◆ Task prompt ◆
Count up the lines below that include the string "BTreeSet" and report the number by itself.

◆ Data records ◆
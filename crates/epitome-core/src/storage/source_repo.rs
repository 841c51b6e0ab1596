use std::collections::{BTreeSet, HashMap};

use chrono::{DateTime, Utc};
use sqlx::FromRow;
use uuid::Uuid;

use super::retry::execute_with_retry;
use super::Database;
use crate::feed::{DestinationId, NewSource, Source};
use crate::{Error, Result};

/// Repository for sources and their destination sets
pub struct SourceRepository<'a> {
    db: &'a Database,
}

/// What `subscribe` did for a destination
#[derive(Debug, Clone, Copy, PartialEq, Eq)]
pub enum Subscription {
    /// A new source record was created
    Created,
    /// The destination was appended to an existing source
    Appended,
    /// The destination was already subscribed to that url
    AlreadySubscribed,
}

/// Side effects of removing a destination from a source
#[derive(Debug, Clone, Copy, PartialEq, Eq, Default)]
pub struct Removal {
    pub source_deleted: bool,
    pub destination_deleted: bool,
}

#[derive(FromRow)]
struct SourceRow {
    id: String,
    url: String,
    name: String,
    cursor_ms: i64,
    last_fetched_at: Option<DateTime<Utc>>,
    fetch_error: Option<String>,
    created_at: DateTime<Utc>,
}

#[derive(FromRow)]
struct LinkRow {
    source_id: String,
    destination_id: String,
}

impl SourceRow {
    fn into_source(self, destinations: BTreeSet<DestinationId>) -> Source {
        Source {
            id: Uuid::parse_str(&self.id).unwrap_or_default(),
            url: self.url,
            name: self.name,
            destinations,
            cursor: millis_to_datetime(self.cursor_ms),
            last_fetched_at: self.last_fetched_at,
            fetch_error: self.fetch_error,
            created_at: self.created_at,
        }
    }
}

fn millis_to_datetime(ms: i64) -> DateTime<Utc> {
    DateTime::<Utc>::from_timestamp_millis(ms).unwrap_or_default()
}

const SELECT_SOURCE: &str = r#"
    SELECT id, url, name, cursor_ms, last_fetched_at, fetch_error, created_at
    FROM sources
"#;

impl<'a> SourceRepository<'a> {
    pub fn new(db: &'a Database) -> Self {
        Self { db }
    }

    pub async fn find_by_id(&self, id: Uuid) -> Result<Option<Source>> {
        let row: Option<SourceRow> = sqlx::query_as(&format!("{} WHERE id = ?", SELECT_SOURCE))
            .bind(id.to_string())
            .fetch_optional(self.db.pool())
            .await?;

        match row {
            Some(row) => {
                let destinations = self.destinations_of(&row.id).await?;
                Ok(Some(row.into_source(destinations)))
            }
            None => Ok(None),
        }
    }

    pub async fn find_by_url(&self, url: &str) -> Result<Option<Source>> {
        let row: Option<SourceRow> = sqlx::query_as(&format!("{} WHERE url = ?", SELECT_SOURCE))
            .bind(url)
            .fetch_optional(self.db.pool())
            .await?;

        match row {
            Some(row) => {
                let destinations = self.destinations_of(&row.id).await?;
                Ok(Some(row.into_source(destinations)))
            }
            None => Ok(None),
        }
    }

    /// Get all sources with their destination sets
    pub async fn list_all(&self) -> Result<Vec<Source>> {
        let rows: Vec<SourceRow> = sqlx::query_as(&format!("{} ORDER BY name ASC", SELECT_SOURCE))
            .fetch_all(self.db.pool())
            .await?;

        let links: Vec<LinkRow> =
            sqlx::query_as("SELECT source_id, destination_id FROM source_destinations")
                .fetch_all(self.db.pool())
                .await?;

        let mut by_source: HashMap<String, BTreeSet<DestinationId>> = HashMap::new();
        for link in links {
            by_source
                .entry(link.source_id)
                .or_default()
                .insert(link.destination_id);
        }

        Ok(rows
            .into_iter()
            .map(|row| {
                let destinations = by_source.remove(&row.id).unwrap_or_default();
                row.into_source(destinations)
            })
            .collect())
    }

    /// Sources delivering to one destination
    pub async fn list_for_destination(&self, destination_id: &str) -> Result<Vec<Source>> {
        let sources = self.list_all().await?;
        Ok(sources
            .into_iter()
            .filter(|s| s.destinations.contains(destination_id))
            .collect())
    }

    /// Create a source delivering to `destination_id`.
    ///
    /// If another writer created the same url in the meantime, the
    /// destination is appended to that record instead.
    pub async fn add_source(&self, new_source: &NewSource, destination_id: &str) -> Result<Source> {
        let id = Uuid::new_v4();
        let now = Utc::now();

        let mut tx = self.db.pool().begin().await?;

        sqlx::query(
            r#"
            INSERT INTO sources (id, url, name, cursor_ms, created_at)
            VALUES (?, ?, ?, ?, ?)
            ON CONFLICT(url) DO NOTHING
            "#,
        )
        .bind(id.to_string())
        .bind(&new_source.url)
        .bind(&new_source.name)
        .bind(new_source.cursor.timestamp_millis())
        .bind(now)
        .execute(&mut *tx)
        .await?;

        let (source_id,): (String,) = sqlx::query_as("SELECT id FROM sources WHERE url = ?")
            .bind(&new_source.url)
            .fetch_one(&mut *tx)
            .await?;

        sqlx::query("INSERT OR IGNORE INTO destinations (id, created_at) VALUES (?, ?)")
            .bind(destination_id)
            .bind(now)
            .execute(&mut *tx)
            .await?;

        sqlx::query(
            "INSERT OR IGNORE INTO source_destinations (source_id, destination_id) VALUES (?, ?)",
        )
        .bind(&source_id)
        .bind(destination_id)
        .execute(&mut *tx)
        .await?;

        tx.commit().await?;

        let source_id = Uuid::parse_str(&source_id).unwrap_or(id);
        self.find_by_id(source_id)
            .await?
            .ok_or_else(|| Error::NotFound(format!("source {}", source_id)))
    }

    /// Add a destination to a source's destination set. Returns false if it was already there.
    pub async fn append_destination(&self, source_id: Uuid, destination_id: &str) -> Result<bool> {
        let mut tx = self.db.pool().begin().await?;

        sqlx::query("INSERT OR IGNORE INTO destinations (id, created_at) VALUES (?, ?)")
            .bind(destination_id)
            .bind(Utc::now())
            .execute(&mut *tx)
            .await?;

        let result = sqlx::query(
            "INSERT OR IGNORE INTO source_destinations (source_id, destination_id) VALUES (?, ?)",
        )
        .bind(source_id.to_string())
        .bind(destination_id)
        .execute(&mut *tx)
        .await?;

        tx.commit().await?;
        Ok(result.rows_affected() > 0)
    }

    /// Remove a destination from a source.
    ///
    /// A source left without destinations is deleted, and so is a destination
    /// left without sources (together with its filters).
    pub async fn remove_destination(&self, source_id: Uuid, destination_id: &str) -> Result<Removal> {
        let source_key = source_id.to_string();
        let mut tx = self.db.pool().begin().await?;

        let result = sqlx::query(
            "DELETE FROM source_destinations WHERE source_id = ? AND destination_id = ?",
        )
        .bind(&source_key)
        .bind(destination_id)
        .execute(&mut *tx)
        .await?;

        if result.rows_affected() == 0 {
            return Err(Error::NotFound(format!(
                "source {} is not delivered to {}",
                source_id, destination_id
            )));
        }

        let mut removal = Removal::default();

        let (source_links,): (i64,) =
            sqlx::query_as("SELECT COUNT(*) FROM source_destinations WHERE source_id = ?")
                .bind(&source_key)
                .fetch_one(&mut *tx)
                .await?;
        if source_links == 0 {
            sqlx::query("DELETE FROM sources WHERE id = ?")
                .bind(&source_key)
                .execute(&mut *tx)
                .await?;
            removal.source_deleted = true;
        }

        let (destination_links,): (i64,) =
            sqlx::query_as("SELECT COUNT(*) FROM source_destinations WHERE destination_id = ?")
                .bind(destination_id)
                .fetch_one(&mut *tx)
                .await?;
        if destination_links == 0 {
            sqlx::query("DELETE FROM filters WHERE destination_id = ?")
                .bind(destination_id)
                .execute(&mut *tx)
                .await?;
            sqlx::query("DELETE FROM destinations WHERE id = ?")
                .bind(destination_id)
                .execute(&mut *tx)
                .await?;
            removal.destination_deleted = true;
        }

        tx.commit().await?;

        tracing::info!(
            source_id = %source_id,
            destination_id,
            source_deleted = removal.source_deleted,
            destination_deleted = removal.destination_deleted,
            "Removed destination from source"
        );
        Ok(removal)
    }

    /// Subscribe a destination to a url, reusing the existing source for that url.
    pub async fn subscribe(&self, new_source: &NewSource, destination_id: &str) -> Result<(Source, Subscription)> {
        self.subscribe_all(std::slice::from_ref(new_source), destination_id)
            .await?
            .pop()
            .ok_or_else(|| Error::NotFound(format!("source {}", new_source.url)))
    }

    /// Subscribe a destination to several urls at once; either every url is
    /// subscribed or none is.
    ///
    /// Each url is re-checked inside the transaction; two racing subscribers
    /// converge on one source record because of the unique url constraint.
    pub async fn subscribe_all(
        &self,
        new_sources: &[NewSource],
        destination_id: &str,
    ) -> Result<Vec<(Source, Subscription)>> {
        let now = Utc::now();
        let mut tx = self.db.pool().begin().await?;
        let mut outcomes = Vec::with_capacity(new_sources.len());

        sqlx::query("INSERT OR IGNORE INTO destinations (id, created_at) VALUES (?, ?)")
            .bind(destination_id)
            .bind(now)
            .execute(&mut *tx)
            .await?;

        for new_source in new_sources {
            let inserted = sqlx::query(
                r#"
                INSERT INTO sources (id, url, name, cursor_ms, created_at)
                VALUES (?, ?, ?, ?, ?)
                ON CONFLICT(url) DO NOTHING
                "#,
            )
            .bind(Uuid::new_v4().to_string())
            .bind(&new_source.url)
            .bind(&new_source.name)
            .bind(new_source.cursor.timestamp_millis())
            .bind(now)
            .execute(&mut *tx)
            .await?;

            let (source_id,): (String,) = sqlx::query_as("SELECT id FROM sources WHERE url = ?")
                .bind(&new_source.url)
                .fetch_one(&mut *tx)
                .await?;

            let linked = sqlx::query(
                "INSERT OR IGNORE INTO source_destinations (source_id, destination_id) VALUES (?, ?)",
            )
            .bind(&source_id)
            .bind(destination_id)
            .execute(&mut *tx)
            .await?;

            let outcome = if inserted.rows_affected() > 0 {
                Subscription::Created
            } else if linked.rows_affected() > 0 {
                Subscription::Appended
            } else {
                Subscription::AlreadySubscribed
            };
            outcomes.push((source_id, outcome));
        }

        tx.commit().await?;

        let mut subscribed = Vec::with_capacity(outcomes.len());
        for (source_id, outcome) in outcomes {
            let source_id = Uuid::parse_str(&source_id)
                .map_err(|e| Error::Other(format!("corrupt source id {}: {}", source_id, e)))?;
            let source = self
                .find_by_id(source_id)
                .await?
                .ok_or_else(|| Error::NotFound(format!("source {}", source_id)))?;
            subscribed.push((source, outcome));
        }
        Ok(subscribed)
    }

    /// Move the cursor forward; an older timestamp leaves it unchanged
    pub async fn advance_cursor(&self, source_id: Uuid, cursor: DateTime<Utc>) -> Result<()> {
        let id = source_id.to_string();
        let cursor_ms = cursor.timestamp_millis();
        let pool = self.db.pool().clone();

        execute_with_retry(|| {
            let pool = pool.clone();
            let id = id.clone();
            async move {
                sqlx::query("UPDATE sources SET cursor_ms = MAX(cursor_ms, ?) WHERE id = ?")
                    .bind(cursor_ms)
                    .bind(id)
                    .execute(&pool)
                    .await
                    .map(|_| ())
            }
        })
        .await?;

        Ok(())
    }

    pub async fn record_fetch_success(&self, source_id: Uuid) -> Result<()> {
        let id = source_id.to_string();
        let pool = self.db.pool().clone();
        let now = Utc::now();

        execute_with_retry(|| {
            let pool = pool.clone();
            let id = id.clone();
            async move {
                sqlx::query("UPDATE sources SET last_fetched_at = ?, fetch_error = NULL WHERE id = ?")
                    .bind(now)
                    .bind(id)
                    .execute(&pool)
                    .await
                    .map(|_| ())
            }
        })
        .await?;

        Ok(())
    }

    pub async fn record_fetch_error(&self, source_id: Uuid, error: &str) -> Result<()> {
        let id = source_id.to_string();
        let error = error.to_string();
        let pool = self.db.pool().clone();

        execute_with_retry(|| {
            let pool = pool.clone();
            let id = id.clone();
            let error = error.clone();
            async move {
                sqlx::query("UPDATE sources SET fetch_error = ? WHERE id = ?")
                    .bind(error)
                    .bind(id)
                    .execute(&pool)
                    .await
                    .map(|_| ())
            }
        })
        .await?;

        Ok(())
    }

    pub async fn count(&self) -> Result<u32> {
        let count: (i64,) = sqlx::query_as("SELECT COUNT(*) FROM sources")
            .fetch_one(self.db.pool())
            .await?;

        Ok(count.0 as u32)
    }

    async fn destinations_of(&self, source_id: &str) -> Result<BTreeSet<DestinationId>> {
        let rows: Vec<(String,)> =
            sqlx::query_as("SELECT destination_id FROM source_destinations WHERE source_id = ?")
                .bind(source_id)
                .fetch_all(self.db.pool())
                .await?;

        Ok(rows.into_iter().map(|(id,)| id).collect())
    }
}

◆ Answer to this problem ◆
4